A la Costa Azul le debemos grandes obras. El hombre siempre ve el mar como la promesa de la huida, y si no, que se lo pregunten a Graham Greene, quien compró un barco y vivió en el puerto de Antibes con el espíritu, aunque cristiano, de un corsario. Desde ese puerto se ve el castillo Grimaldi, fortaleza cedida a Picasso en los cuarenta y en el que el artista realizó un centenar de obras dedicadas a su nuevo amor Françoise Gillot.

Muy cerca de esa pasión pictórica, en el H´tel du Cap, en Cap d´Antibes, inmortalizado por Scott Fitzgerald en Tierna es la noche , nació el summer season para hoteles de lujo gracias al matrimonio Murphy, el cual, desembolsó una cuantiosa cantidad para que el albergue permaneciera abierto en verano. Tras ese despilfarro, la alcurnia cultural y económica americana descubrió el placer de tomar el sol y celebrar fiestas hasta las tantas aprovechado los cálidos vientos marinos. Con Dorothy Parker, Hemingway y Fitzgerald como abanderados, era impensable que la moda no se extendiera y en poco tiempo, la aristocracia global quiso tostar sus posaderas en alguna de las 48 playas de Antibes. Con tal popularidad, no sorprende que el festival de jazz de Juan-Les Pins inaugurara en 1960 con Amstrong y Ellington como cabezas de cartel.
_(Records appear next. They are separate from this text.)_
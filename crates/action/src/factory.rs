//! Reactive single-child action.

use crate::{Action, ActionOptions, ActionPriority, Poll, Progress, chain::BoxedAction};

/// Holds at most one child built from the latest snapshot.
///
/// A completed child is dropped and the factory reports
/// [`Progress::Running`], so the next poll builds a fresh child against the
/// world as it is then. The factory itself finishes only when the builder
/// returns `None`. Of its [`ActionOptions`] only the priority applies; the
/// child carries its own failure policy.
pub struct Factory<D, F> {
    name: String,
    builder: F,
    child: Option<BoxedAction<D>>,
    options: ActionOptions,
    finished: bool,
}

impl<D, F> Factory<D, F>
where
    F: FnMut(&D) -> Option<BoxedAction<D>> + Send,
{
    pub fn new(name: impl Into<String>, builder: F) -> Self {
        Self {
            name: name.into(),
            builder,
            child: None,
            options: ActionOptions::default(),
            finished: false,
        }
    }

    pub fn with_options(mut self, options: ActionOptions) -> Self {
        self.options = options;
        self
    }
}

impl<D, F> Action<D> for Factory<D, F>
where
    F: FnMut(&D) -> Option<BoxedAction<D>> + Send,
{
    fn name(&self) -> &str {
        &self.name
    }

    fn next_step(&mut self, data: &D) -> Poll {
        if self.finished {
            return Ok(Progress::Completed);
        }

        let mut child = match self.child.take() {
            Some(child) => child,
            None => match (self.builder)(data) {
                Some(child) => child,
                None => {
                    self.finished = true;
                    return Ok(Progress::Completed);
                }
            },
        };

        match child.next_step(data) {
            Ok(Progress::Completed) => Ok(Progress::Running),
            other => {
                self.child = Some(child);
                other
            }
        }
    }

    fn skip(&mut self) {
        self.finished = true;
    }

    fn priority(&self) -> ActionPriority {
        self.options.priority
    }
}

#[cfg(test)]
mod tests {
    use super::*;
    use crate::{
        StaticAction,
        step_list::{BoxedStep, test_steps::Counted},
    };

    #[test]
    fn completed_child_is_replaced() {
        let mut builds = 0;
        let mut factory = Factory::new("follow", move |_: &()| {
            builds += 1;
            (builds <= 2).then(|| {
                Box::new(StaticAction::new("step", |_: &()| {
                    vec![Box::new(Counted::new("Move", 1).0) as BoxedStep<()>]
                })) as BoxedAction<()>
            })
        });

        // child 1 runs, then completes
        assert!(matches!(factory.next_step(&()), Ok(Progress::Running)));
        assert!(matches!(factory.next_step(&()), Ok(Progress::Running)));
        // child 2
        assert!(matches!(factory.next_step(&()), Ok(Progress::Running)));
        assert!(matches!(factory.next_step(&()), Ok(Progress::Running)));
        // builder exhausted
        assert!(matches!(factory.next_step(&()), Ok(Progress::Completed)));
        assert!(matches!(factory.next_step(&()), Ok(Progress::Completed)));
    }

    #[test]
    fn priority_comes_from_options() {
        let factory = Factory::new("escape", |_: &()| None::<BoxedAction<()>>);
        assert_eq!(factory.priority(), ActionPriority::Normal);

        let factory = factory.with_options(ActionOptions::new().priority(ActionPriority::High));
        assert_eq!(factory.priority(), ActionPriority::High);
    }
}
Pero el tiempo ha hecho estragos y la imagen que sobrevive de la Costa Azul es, lamentablemente, la de Mónaco y sus príncipes solidarios rodeados de trapecistas, domadores y números uno de cualquier ranking .

Para llegar a ellos debemos ir por una de las tres corniches , tres carreteras que conectan las villas de las escarpadas laderas y que han servido de decorado para que el ladrón Cary Grant persiguiera a la ladrona Grace Kelly.
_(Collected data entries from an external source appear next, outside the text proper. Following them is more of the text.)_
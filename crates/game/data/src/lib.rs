//! World-state snapshot consumed by the bot engine.
//!
//! An external reader produces a fresh [`Data`] between driver ticks; nothing
//! in the engine mutates it. The types here are the boundary between the game
//! client and everything that decides what to do next:
//!
//! - [`Position`] and [`AreaId`] locate things in the world
//! - [`Grid`] classifies every tile of the current area for pathfinding
//! - [`Data`] bundles player, monsters, objects, menus and the area grid
pub mod data;
pub mod error;
pub mod grid;
pub mod position;

pub use data::{Data, Monster, Object, OpenMenus, PlayerUnit};
pub use error::GridError;
pub use grid::{CollisionType, Grid};
pub use position::{AreaId, Position};
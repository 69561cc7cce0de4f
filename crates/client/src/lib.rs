//! Bot binary support: a simulated game, demo steps and runs, and logging.
//!
//! # Architecture
//!
//! ```text
//! bot (binary)
//!   ├─→ SimulatedGame (GameReader + InputDispatch)
//!   ├─→ Bot (runtime: refresher, hooks, main loop)
//!   │     └─→ demo runs (action combinators over MoveTo / PressKey / WaitFor)
//!   └─→ event printer (BotEvent as JSON lines)
//! ```
pub mod logging;
pub mod runs;
pub mod sim;
pub mod steps;

pub use runs::{POTION_THRESHOLD, PotionHook, demo_runs};
pub use sim::SimulatedGame;
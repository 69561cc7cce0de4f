//! Error types raised while building or persisting grids.

use thiserror::Error;

#[derive(Debug, Error)]
pub enum GridError {
    #[error("collision grid has no tiles")]
    Empty,

    #[error("collision grid row {row} has {found} tiles, expected {expected}")]
    Ragged {
        row: usize,
        expected: usize,
        found: usize,
    },

    #[error("collision grid is {width}x{height} but holds {tiles} tiles")]
    Dimensions {
        width: usize,
        height: usize,
        tiles: usize,
    },

    #[error("I/O error: {0}")]
    Io(#[from] std::io::Error),

    #[error("grid encoding error: {0}")]
    Encoding(#[from] bincode::Error),
}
Es una lástima que la melena rubia de la princesa oscureciera a la mismísima Niza. Tras haber pertenecido a la casa Saboya hasta el Tratado de Turín de 1860, el estilo italiano de la villa la convirtió en uno de los lugares veraniegos.de culto. En especial su Promenade des Anglais, paseo marítimo que fascinó a Dumas, Flaubert, Hugo y Stendhal, y, un siglo más tarde, a los chorizos.

Cuánta razón tenía Simone Signoret cuando dijo que la nostalgia ya no es lo que era. Del viejo esplendor de Niza queda el Hotel Negresco, el casino Palais Mediterranée, la iglesia Ortodoxa Russa de St. Nicolás y el Musée Matisse, una villa del siglo XVII en la que vivió el pintor hasta su muerte, feudo imprescindible para entender la idiosincrasia del siglo XX.

De guante blanco

Si lo que apetece es visitar Montecarlo, lo mejor es estar forrado. En Mónaco, quien no puede asistir al Baile de la Rosa es un paria. Es muy probable que el primer café en el Principado ya nos deje sin blanca, pero si el responsable de nuestra ruina es un mal día en el casino, siempre podemos escondernos en la Galería de los Espejos del palacio de los Grimaldi o huir por las tres corniches e ir a Menton, la villa más italiana de la C´te d´Azur.

A vista de pájaro, es importante tener en cuenta que la Costa Azul no es un lugar para los carteristas. En todo caso, en la zona solo son bien recibidos los ladrones de guante blanco.